Sifiso Sibanda, chief executive officer of the Zimbabwe Teachers Association, which represents educators’ interests, says the country is already struggling with a teacher shortage.

“If you have a shortage and add to that by creating this artificial shortage, you are exerting pressure,” he says.

The number of teachers also employed by ZEC was scaled down compared with previous years, Sibanda adds, but the impact was still felt.

“I must admit that some classes were affected,” he says.

National elections are a critical component of democracy in the country. When teachers are invited to participate in this important event, they must take it as an honor.

Beyond the effects on learning, citizens question the logic of double-employing civil servants when so many Zimbabweans are jobless.

Aaron Ganda, who lives in Harare, says if the ZEC hired other qualified citizens, such as those with computer experience, it would have an impact.

“This would also motivate youths to register in their numbers,” he says. “And [it would] create jobs for them rather than giving jobs to people who already have them.”

Rindai Chipfunde, director of the Zimbabwe Election Support Network, would like to see an amendment to the rule that requires civil servants to assist with elections.
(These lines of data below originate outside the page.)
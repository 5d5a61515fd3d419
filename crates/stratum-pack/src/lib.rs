//! Pack archive reader and builder for the stratum virtual filesystem
//!
#![allow(clippy::cast_possible_truncation)] // Intentional for binary format parsing
#![allow(clippy::cast_possible_wrap)] // Level lump offsets are signed on disk
#![allow(clippy::cast_lossless)] // Sometimes clearer than From
#![allow(clippy::uninlined_format_args)]
//! Packs are ZIP files restricted to two entry encodings, stored and LZMA,
//! with two additions used by the engine:
//!
//! - A **preload section**: the first entry, named `__preload_section.pre`,
//!   holds the leading bytes of other entries so small reads are answered
//!   from memory without touching the file.
//! - **Seekable LZMA entries**: compressed entries decode incrementally and
//!   keep a window of recent output, so short backward seeks do not restart
//!   the decoder.
//!
//! A pack can also live inside a level file (`.bsp`), in lump 40 of the
//! `VBSP` header; [`Archive::open_embedded`] opens it in place.
//!
//! # Example
//!
//! ```rust,no_run
//! use stratum_pack::{Archive, NameRegistry, PackConfig};
//! use std::io::Read;
//! use std::sync::Arc;
//!
//! # fn main() -> Result<(), Box<dyn std::error::Error>> {
//! let names = Arc::new(NameRegistry::new());
//! let archive = Archive::open("pak01.zip", names, PackConfig::default())?;
//!
//! let mut file = archive.open_file("scripts/game.txt")?;
//! let mut text = String::new();
//! file.read_to_string(&mut text)?;
//! # Ok(())
//! # }
//! ```

#![warn(missing_docs)]

/// Opened archives, native handle sharing and preload-aware reads
pub mod archive;
/// Level file header and the pack lump inside it
pub mod bsp;
/// Pack writer
pub mod builder;
/// Archive tuning
pub mod config;
/// Entry metadata and the sorted lookup table
pub mod entry;
/// Error types
pub mod error;
/// On-disk records
pub mod format;
/// Readable handles to entries
pub mod handle;
/// LZMA coding
pub mod lzma;
/// Name interning
pub mod names;
/// Name normalization and hashing
pub mod path;
/// Preload section parsing and writing
pub mod preload;
/// FindFirst-style wildcards
pub mod wildcard;

pub use archive::{Archive, OpenGuard};
pub use bsp::{BspHeader, BspLump, LUMP_PAKFILE, read_pack_lump, write_level_file};
pub use builder::PackBuilder;
pub use config::PackConfig;
pub use entry::{CompressionMethod, EntryTable, PackEntry};
pub use error::{PackError, Result};
pub use handle::{LzmaFile, PackFile, StoredFile};
pub use names::{NameRegistry, Symbol};
pub use wildcard::{Wildcard, WildcardMatch};
use std::path::Path;

use crate::config::SAMPLE_RATE_HZ;
use crate::error::{SpeechError, SpeechResult};

/// Requirements: 16 kHz, mono WAV file, PCM int16 or float32.
pub fn read_wav_samples(wav_path: &Path) -> SpeechResult<Vec<f32>> {
    let mut reader = hound::WavReader::open(wav_path)?;
    let spec = reader.spec();

    if spec.channels != 1 {
        return Err(SpeechError::Audio(format!(
            "Expected 1 channel, found {}",
            spec.channels
        )));
    }

    if spec.sample_rate != SAMPLE_RATE_HZ {
        return Err(SpeechError::Audio(format!(
            "Expected {SAMPLE_RATE_HZ} Hz sample rate, found {} Hz",
            spec.sample_rate
        )));
    }

    let samples = match (spec.sample_format, spec.bits_per_sample) {
        (hound::SampleFormat::Int, 16) => reader
            .samples::<i16>()
            .map(|sample| sample.map(|s| f32::from(s) / 32_768.0))
            .collect::<Result<Vec<f32>, _>>()?,
        (hound::SampleFormat::Float, 32) => reader
            .samples::<f32>()
            .map(|sample| sample.map(|s| s.clamp(-1.0, 1.0)))
            .collect::<Result<Vec<f32>, _>>()?,
        (format, bits) => {
            return Err(SpeechError::Audio(format!(
                "Expected 16-bit Int or 32-bit Float samples, found {bits}-bit {format:?}"
            )));
        }
    };

    tracing::debug!(
        path = %wav_path.display(),
        samples = samples.len(),
        "loaded wav"
    );

    Ok(samples)
}
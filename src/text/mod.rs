//! Vocabulary lookup and transcript normalization.

pub mod normalize;
pub mod vocabulary;

pub use normalize::{normalize, TextNormalizer, WORD_BOUNDARY};
pub use vocabulary::Vocabulary;
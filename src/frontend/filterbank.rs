//! Sparse mel filterbank and log compression.

use crate::config::FrameConfig;
use crate::error::{SpeechError, SpeechResult};

/// Energy floor applied before the natural log. Acoustic models are trained against
/// exactly this value, so it is not configurable.
pub const LOG_ENERGY_FLOOR: f64 = 1e-5;

/// Non-zero weights of one mel bin.
#[derive(Debug, Clone, Default, PartialEq)]
struct MelBin {
    indices: Vec<usize>,
    weights: Vec<f64>,
}

/// Triangular mel filters keeping only their non-zero `(frequency bin, weight)` pairs.
#[derive(Debug, Clone, PartialEq)]
pub struct SparseFilterbank {
    bins: Vec<MelBin>,
    num_freq_bins: usize,
}

impl SparseFilterbank {
    /// Sparsify a dense `num_mel_bins x num_freq_bins` matrix given as rows.
    ///
    /// Entries that are exactly zero are dropped. Negative or non-finite weights are a
    /// configuration error.
    pub fn from_dense<R>(rows: &[R]) -> SpeechResult<Self>
    where
        R: AsRef<[f32]>,
    {
        let Some(first) = rows.first() else {
            return Err(SpeechError::config("filterbank has no mel bins"));
        };
        let num_freq_bins = first.as_ref().len();
        if num_freq_bins == 0 {
            return Err(SpeechError::config("filterbank has no frequency bins"));
        }

        let mut bins = Vec::with_capacity(rows.len());
        for (m, row) in rows.iter().enumerate() {
            let row = row.as_ref();
            if row.len() != num_freq_bins {
                return Err(SpeechError::config(format!(
                    "filterbank row {m} has {} frequency bins, expected {num_freq_bins}",
                    row.len()
                )));
            }

            let mut bin = MelBin::default();
            for (k, &weight) in row.iter().enumerate() {
                if !weight.is_finite() || weight < 0.0 {
                    return Err(SpeechError::config(format!(
                        "filterbank weight [{m}][{k}] must be finite and non-negative, got {weight}"
                    )));
                }
                if weight != 0.0 {
                    bin.indices.push(k);
                    bin.weights.push(f64::from(weight));
                }
            }
            bins.push(bin);
        }

        let filterbank = Self {
            bins,
            num_freq_bins,
        };
        tracing::debug!(
            mel_bins = filterbank.num_mel_bins(),
            freq_bins = num_freq_bins,
            density = filterbank.density(),
            "sparsified mel filterbank"
        );

        Ok(filterbank)
    }

    /// Parse a dense matrix asset: a JSON array of `num_mel_bins` rows.
    #[cfg(feature = "assets")]
    pub fn from_dense_json(json: &str) -> SpeechResult<Self> {
        let rows: Vec<Vec<f32>> = serde_json::from_str(json)?;
        Self::from_dense(&rows)
    }

    /// Slaney-style triangular filters spanning 0 Hz to Nyquist for `config`.
    pub fn mel(config: &FrameConfig) -> SpeechResult<Self> {
        config.validate()?;
        Self::from_dense(&slaney_mel_filters(config))
    }

    pub fn num_mel_bins(&self) -> usize {
        self.bins.len()
    }

    pub fn num_freq_bins(&self) -> usize {
        self.num_freq_bins
    }

    /// Fraction of the dense matrix that is actually stored.
    pub fn density(&self) -> f64 {
        let kept: usize = self.bins.iter().map(|bin| bin.indices.len()).sum();
        kept as f64 / (self.bins.len() * self.num_freq_bins) as f64
    }

    /// Map one power spectrum (`num_freq_bins` values) to `num_mel_bins` log energies.
    pub fn apply(&self, power: &[f64], out: &mut [f32]) -> SpeechResult<()> {
        if power.len() != self.num_freq_bins {
            return Err(SpeechError::DimensionMismatch {
                what: "power spectrum bins",
                expected: self.num_freq_bins,
                actual: power.len(),
            });
        }
        if out.len() != self.bins.len() {
            return Err(SpeechError::DimensionMismatch {
                what: "mel output bins",
                expected: self.bins.len(),
                actual: out.len(),
            });
        }

        for (bin, energy) in self.bins.iter().zip(out.iter_mut()) {
            let sum: f64 = bin
                .indices
                .iter()
                .zip(&bin.weights)
                .map(|(&k, &w)| power[k] * w)
                .sum();
            *energy = sum.max(LOG_ENERGY_FLOOR).ln() as f32;
        }

        Ok(())
    }
}

fn hertz_to_mel(freq: f64) -> f64 {
    const MIN_LOG_HZ: f64 = 1000.0;
    const MIN_LOG_MEL: f64 = 15.0;
    let logstep = 6.4f64.ln() / 27.0;

    if freq >= MIN_LOG_HZ {
        MIN_LOG_MEL + (freq / MIN_LOG_HZ).ln() / logstep
    } else {
        3.0 * freq / 200.0
    }
}

fn mel_to_hertz(mels: f64) -> f64 {
    const MIN_LOG_HZ: f64 = 1000.0;
    const MIN_LOG_MEL: f64 = 15.0;
    let logstep = 6.4f64.ln() / 27.0;

    if mels >= MIN_LOG_MEL {
        MIN_LOG_HZ * (logstep * (mels - MIN_LOG_MEL)).exp()
    } else {
        200.0 * mels / 3.0
    }
}

/// Dense area-normalized triangular filters, one row per mel bin.
fn slaney_mel_filters(config: &FrameConfig) -> Vec<Vec<f32>> {
    let num_freq = config.num_freq_bins();
    let num_mel = config.num_mel_bins;
    let sample_rate = f64::from(config.sample_rate);

    let fft_freqs: Vec<f64> = (0..num_freq)
        .map(|k| k as f64 * sample_rate / config.transform_size as f64)
        .collect();

    let mel_min = hertz_to_mel(0.0);
    let mel_max = hertz_to_mel(sample_rate / 2.0);
    let edges: Vec<f64> = (0..num_mel + 2)
        .map(|i| mel_to_hertz(mel_min + (mel_max - mel_min) * i as f64 / (num_mel + 1) as f64))
        .collect();

    (0..num_mel)
        .map(|m| {
            let lower = (edges[m + 1] - edges[m]).max(1e-6);
            let upper = (edges[m + 2] - edges[m + 1]).max(1e-6);
            let enorm = 2.0 / (edges[m + 2] - edges[m]);
            fft_freqs
                .iter()
                .map(|&f| {
                    let down = (f - edges[m]) / lower;
                    let up = (edges[m + 2] - f) / upper;
                    (down.min(up).max(0.0) * enorm) as f32
                })
                .collect()
        })
        .collect()
}
//! Speech-to-text front end for on-device dictation.
//!
//! waveform -> [`FrontEnd`] -> feature matrix -> external [`AcousticModel`] ->
//! score matrix -> greedy CTC decode -> token ids -> [`TextNormalizer`] -> transcript.

pub mod audio;
pub mod config;
pub mod ctc;
pub mod error;
pub mod frontend;
pub mod pipeline;
pub mod text;

pub use config::FrameConfig;
pub use ctc::{greedy_decode, ScoreMatrix, BLANK_ID};
pub use error::{BoxError, SpeechError, SpeechResult};
pub use frontend::{FeatureMatrix, FrontEnd, Progress, SparseFilterbank};
pub use pipeline::{AcousticModel, Transcriber};
pub use text::{TextNormalizer, Vocabulary};

#[derive(Debug, Clone, PartialEq, Eq)]
pub struct TranscriptionResult {
    pub text: String,
    /// Non-blank token ids that survived decoding.
    pub tokens: Vec<usize>,
    /// Feature frames the acoustic model scored.
    pub num_frames: usize,
}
In Kenya, Uganda and other countries, college students and other qualified citizens are recruited to carry out electoral processes, she says, and this would be a welcome development in Zimbabwe.

Engaging people who don’t already work for the government would also assuage fears that the government is somehow influencing elections by offering extra pay to civil servants to register voters in order to entrench the support of these civil servants for the ruling party, she says.

“There are fears of the perpetuation of executive interference in the electoral processes through the hiring of civil servants,” she says. “Elections are for the public, hence their involvement in all electoral processes is key.”

Voter registration is still taking place at ZEC offices and at the district level throughout the country.

Linda Mujuru, GPJ, translated some interviews from Shona to English.